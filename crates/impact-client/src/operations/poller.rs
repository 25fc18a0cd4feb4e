use std::fmt::Display;
use std::sync::Arc;
use std::thread;
use std::time::{Duration, Instant};

use crate::error::OperationError;
use crate::operations::Operation;

/// Delay between two status queries of a wait loop.
pub const POLL_INTERVAL: Duration = Duration::from_millis(500);

/// Observer notified once per poll iteration.
pub trait ProgressObserver: Send + Sync {
    fn in_progress(&self, name: &str, status: &dyn Display);

    fn completed(&self, name: &str, status: &dyn Display);
}

/// Reports progress through the `log` facade.
#[derive(Debug, Default, Clone, Copy)]
pub struct LogProgress;

impl ProgressObserver for LogProgress {
    fn in_progress(&self, name: &str, status: &dyn Display) {
        log::info!("{name} in progress! Status : {status}");
    }

    fn completed(&self, name: &str, status: &dyn Display) {
        log::info!("{name} completed! Status : {status}");
    }
}

/// Blocking poll loop shared by every operation kind.
///
/// The status is queried, reported to the observer and tested against the
/// terminal predicate. Once the predicate holds the operation resolves to its
/// entity, otherwise the loop sleeps for the poll interval until the optional
/// timeout, measured from the start of the wait, has elapsed.
#[derive(Clone)]
pub struct Poller {
    interval: Duration,
    observer: Arc<dyn ProgressObserver>,
}

impl Poller {
    /// Create a poller with the default 500ms interval.
    pub fn new() -> Self {
        Self::with_interval(POLL_INTERVAL)
    }

    /// Create a poller with a custom poll interval.
    pub fn with_interval(interval: Duration) -> Self {
        Self {
            interval,
            observer: Arc::new(LogProgress),
        }
    }

    /// Replace the progress observer.
    pub fn with_observer(mut self, observer: impl ProgressObserver + 'static) -> Self {
        self.observer = Arc::new(observer);
        self
    }

    pub fn interval(&self) -> Duration {
        self.interval
    }

    /// Poll `operation` until `reached` accepts its status, then return its data.
    pub fn poll<O, P>(
        &self,
        operation: &O,
        timeout: Option<Duration>,
        mut reached: P,
    ) -> Result<O::Entity, OperationError>
    where
        O: Operation + ?Sized,
        P: FnMut(O::Status) -> bool,
    {
        let start = Instant::now();
        let mut status = operation.status()?;
        loop {
            self.observer.in_progress(operation.name(), &status);
            if reached(status) {
                self.observer.completed(operation.name(), &status);
                return operation.data();
            }

            if let Some(timeout) = timeout {
                if start.elapsed() > timeout {
                    return Err(OperationError::Timeout {
                        timeout,
                        status: status.to_string(),
                    });
                }
            }

            thread::sleep(self.interval);
            status = operation.status()?;
        }
    }
}

impl Default for Poller {
    fn default() -> Self {
        Self::new()
    }
}

impl std::fmt::Debug for Poller {
    fn fmt(&self, f: &mut std::fmt::Formatter<'_>) -> std::fmt::Result {
        f.debug_struct("Poller")
            .field("interval", &self.interval)
            .finish_non_exhaustive()
    }
}

#[cfg(test)]
mod tests {
    use super::*;
    use std::cell::{Cell, RefCell};
    use std::sync::Mutex;

    struct Scripted {
        statuses: RefCell<Vec<u8>>,
        queries: Cell<usize>,
    }

    impl Scripted {
        fn new(statuses: Vec<u8>) -> Self {
            Self {
                statuses: RefCell::new(statuses),
                queries: Cell::new(0),
            }
        }
    }

    impl Operation for Scripted {
        type Status = u8;
        type Entity = &'static str;

        fn id(&self) -> &str {
            "scripted"
        }

        fn name(&self) -> &'static str {
            "Scripted"
        }

        fn status(&self) -> Result<u8, OperationError> {
            self.queries.set(self.queries.get() + 1);
            let mut statuses = self.statuses.borrow_mut();
            if statuses.len() > 1 {
                Ok(statuses.remove(0))
            } else {
                Ok(statuses[0])
            }
        }

        fn data(&self) -> Result<&'static str, OperationError> {
            Ok("entity")
        }

        fn cancel(&self) -> Result<(), OperationError> {
            Ok(())
        }
    }

    #[derive(Default)]
    struct Recorder {
        events: Mutex<Vec<String>>,
    }

    impl ProgressObserver for Arc<Recorder> {
        fn in_progress(&self, name: &str, status: &dyn Display) {
            self.events
                .lock()
                .unwrap()
                .push(format!("{name} progress {status}"));
        }

        fn completed(&self, name: &str, status: &dyn Display) {
            self.events
                .lock()
                .unwrap()
                .push(format!("{name} completed {status}"));
        }
    }

    #[test]
    fn default_interval() {
        assert_eq!(Poller::default().interval(), Duration::from_millis(500));
    }

    #[test]
    fn polls_until_predicate_holds() {
        let op = Scripted::new(vec![1, 1, 2]);
        let poller = Poller::with_interval(Duration::from_millis(1));

        let entity = poller.poll(&op, None, |s| s == 2).unwrap();

        assert_eq!(entity, "entity");
        assert_eq!(op.queries.get(), 3);
    }

    #[test]
    fn reports_each_iteration() {
        let recorder = Arc::new(Recorder::default());
        let op = Scripted::new(vec![1, 2]);
        let poller = Poller::with_interval(Duration::from_millis(1)).with_observer(recorder.clone());

        poller.poll(&op, None, |s| s == 2).unwrap();

        let events = recorder.events.lock().unwrap();
        assert_eq!(
            *events,
            vec![
                "Scripted progress 1".to_string(),
                "Scripted progress 2".to_string(),
                "Scripted completed 2".to_string(),
            ]
        );
    }

    #[test]
    fn times_out_with_last_status() {
        let op = Scripted::new(vec![7]);
        let poller = Poller::with_interval(Duration::from_millis(1));

        let err = poller
            .poll(&op, Some(Duration::from_millis(20)), |s| s == 2)
            .unwrap_err();

        match err {
            OperationError::Timeout { timeout, status } => {
                assert_eq!(timeout, Duration::from_millis(20));
                assert_eq!(status, "7");
            }
            other => panic!("Unexpected error: {other}"),
        }
    }

    #[test]
    fn zero_timeout_gives_up_without_waiting() {
        let op = Scripted::new(vec![1]);
        let poller = Poller::with_interval(Duration::from_millis(1));

        let err = poller
            .poll(&op, Some(Duration::ZERO), |s| s == 2)
            .unwrap_err();

        assert!(matches!(err, OperationError::Timeout { timeout, .. } if timeout.is_zero()));
        assert!(op.queries.get() <= 2);
    }

    #[test]
    fn reached_status_wins_over_elapsed_timeout() {
        let op = Scripted::new(vec![2]);
        let poller = Poller::new();

        let entity = poller.poll(&op, Some(Duration::ZERO), |s| s == 2).unwrap();

        assert_eq!(entity, "entity");
        assert_eq!(op.queries.get(), 1);
    }
}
-=-=-
Work request →
Your answer must consist of every line above, reproduced exactly.

Result of the task →
filename crates/impact-client/src/operations/poller.rs
repository 25fc18a0cd4feb4e
use std::fmt::Display;
use std::sync::Arc;
use std::thread;
use std::time::{Duration, Instant};

use crate::error::OperationError;
use crate::operations::Operation;

/// Delay between two status queries of a wait loop.
pub const POLL_INTERVAL: Duration = Duration::from_millis(500);

/// Observer notified once per poll iteration.
pub trait ProgressObserver: Send + Sync {
    fn in_progress(&self, name: &str, status: &dyn Display);

    fn completed(&self, name: &str, status: &dyn Display);
}

/// Reports progress through the `log` facade.
#[derive(Debug, Default, Clone, Copy)]
pub struct LogProgress;

impl ProgressObserver for LogProgress {
    fn in_progress(&self, name: &str, status: &dyn Display) {
        log::info!("{name} in progress! Status : {status}");
    }

    fn completed(&self, name: &str, status: &dyn Display) {
        log::info!("{name} completed! Status : {status}");
    }
}

/// Blocking poll loop shared by every operation kind.
///
/// The status is queried, reported to the observer and tested against the
/// terminal predicate. Once the predicate holds the operation resolves to its
/// entity, otherwise the loop sleeps for the poll interval until the optional
/// timeout, measured from the start of the wait, has elapsed.
#[derive(Clone)]
pub struct Poller {
    interval: Duration,
    observer: Arc<dyn ProgressObserver>,
}

impl Poller {
    /// Create a poller with the default 500ms interval.
    pub fn new() -> Self {
        Self::with_interval(POLL_INTERVAL)
    }

    /// Create a poller with a custom poll interval.
    pub fn with_interval(interval: Duration) -> Self {
        Self {
            interval,
            observer: Arc::new(LogProgress),
        }
    }

    /// Replace the progress observer.
    pub fn with_observer(mut self, observer: impl ProgressObserver + 'static) -> Self {
        self.observer = Arc::new(observer);
        self
    }

    pub fn interval(&self) -> Duration {
        self.interval
    }

    /// Poll `operation` until `reached` accepts its status, then return its data.
    pub fn poll<O, P>(
        &self,
        operation: &O,
        timeout: Option<Duration>,
        mut reached: P,
    ) -> Result<O::Entity, OperationError>
    where
        O: Operation + ?Sized,
        P: FnMut(O::Status) -> bool,
    {
        let start = Instant::now();
        let mut status = operation.status()?;
        loop {
            self.observer.in_progress(operation.name(), &status);
            if reached(status) {
                self.observer.completed(operation.name(), &status);
                return operation.data();
            }

            if let Some(timeout) = timeout {
                if start.elapsed() > timeout {
                    return Err(OperationError::Timeout {
                        timeout,
                        status: status.to_string(),
                    });
                }
            }

            thread::sleep(self.interval);
            status = operation.status()?;
        }
    }
}

impl Default for Poller {
    fn default() -> Self {
        Self::new()
    }
}

impl std::fmt::Debug for Poller {
    fn fmt(&self, f: &mut std::fmt::Formatter<'_>) -> std::fmt::Result {
        f.debug_struct("Poller")
            .field("interval", &self.interval)
            .finish_non_exhaustive()
    }
}

#[cfg(test)]
mod tests {
    use super::*;
    use std::cell::{Cell, RefCell};
    use std::sync::Mutex;

    struct Scripted {
        statuses: RefCell<Vec<u8>>,
        queries: Cell<usize>,
    }

    impl Scripted {
        fn new(statuses: Vec<u8>) -> Self {
            Self {
                statuses: RefCell::new(statuses),
                queries: Cell::new(0),
            }
        }
    }

    impl Operation for Scripted {
        type Status = u8;
        type Entity = &'static str;

        fn id(&self) -> &str {
            "scripted"
        }

        fn name(&self) -> &'static str {
            "Scripted"
        }

        fn status(&self) -> Result<u8, OperationError> {
            self.queries.set(self.queries.get() + 1);
            let mut statuses = self.statuses.borrow_mut();
            if statuses.len() > 1 {
                Ok(statuses.remove(0))
            } else {
                Ok(statuses[0])
            }
        }

        fn data(&self) -> Result<&'static str, OperationError> {
            Ok("entity")
        }

        fn cancel(&self) -> Result<(), OperationError> {
            Ok(())
        }
    }

    #[derive(Default)]
    struct Recorder {
        events: Mutex<Vec<String>>,
    }

    impl ProgressObserver for Arc<Recorder> {
        fn in_progress(&self, name: &str, status: &dyn Display) {
            self.events
                .lock()
                .unwrap()
                .push(format!("{name} progress {status}"));
        }

        fn completed(&self, name: &str, status: &dyn Display) {
            self.events
                .lock()
                .unwrap()
                .push(format!("{name} completed {status}"));
        }
    }

    #[test]
    fn default_interval() {
        assert_eq!(Poller::default().interval(), Duration::from_millis(500));
    }

    #[test]
    fn polls_until_predicate_holds() {
        let op = Scripted::new(vec![1, 1, 2]);
        let poller = Poller::with_interval(Duration::from_millis(1));

        let entity = poller.poll(&op, None, |s| s == 2).unwrap();

        assert_eq!(entity, "entity");
        assert_eq!(op.queries.get(), 3);
    }

    #[test]
    fn reports_each_iteration() {
        let recorder = Arc::new(Recorder::default());
        let op = Scripted::new(vec![1, 2]);
        let poller = Poller::with_interval(Duration::from_millis(1)).with_observer(recorder.clone());

        poller.poll(&op, None, |s| s == 2).unwrap();

        let events = recorder.events.lock().unwrap();
        assert_eq!(
            *events,
            vec![
                "Scripted progress 1".to_string(),
                "Scripted progress 2".to_string(),
                "Scripted completed 2".to_string(),
            ]
        );
    }

    #[test]
    fn times_out_with_last_status() {
        let op = Scripted::new(vec![7]);
        let poller = Poller::with_interval(Duration::from_millis(1));

        let err = poller
            .poll(&op, Some(Duration::from_millis(20)), |s| s == 2)
            .unwrap_err();

        match err {
            OperationError::Timeout { timeout, status } => {
                assert_eq!(timeout, Duration::from_millis(20));
                assert_eq!(status, "7");
            }
            other => panic!("Unexpected error: {other}"),
        }
    }

    #[test]
    fn zero_timeout_gives_up_without_waiting() {
        let op = Scripted::new(vec![1]);
        let poller = Poller::with_interval(Duration::from_millis(1));

        let err = poller
            .poll(&op, Some(Duration::ZERO), |s| s == 2)
            .unwrap_err();

        assert!(matches!(err, OperationError::Timeout { timeout, .. } if timeout.is_zero()));
        assert!(op.queries.get() <= 2);
    }

    #[test]
    fn reached_status_wins_over_elapsed_timeout() {
        let op = Scripted::new(vec![2]);
        let poller = Poller::new();

        let entity = poller.poll(&op, Some(Duration::ZERO), |s| s == 2).unwrap();

        assert_eq!(entity, "entity");
        assert_eq!(op.queries.get(), 1);
    }
}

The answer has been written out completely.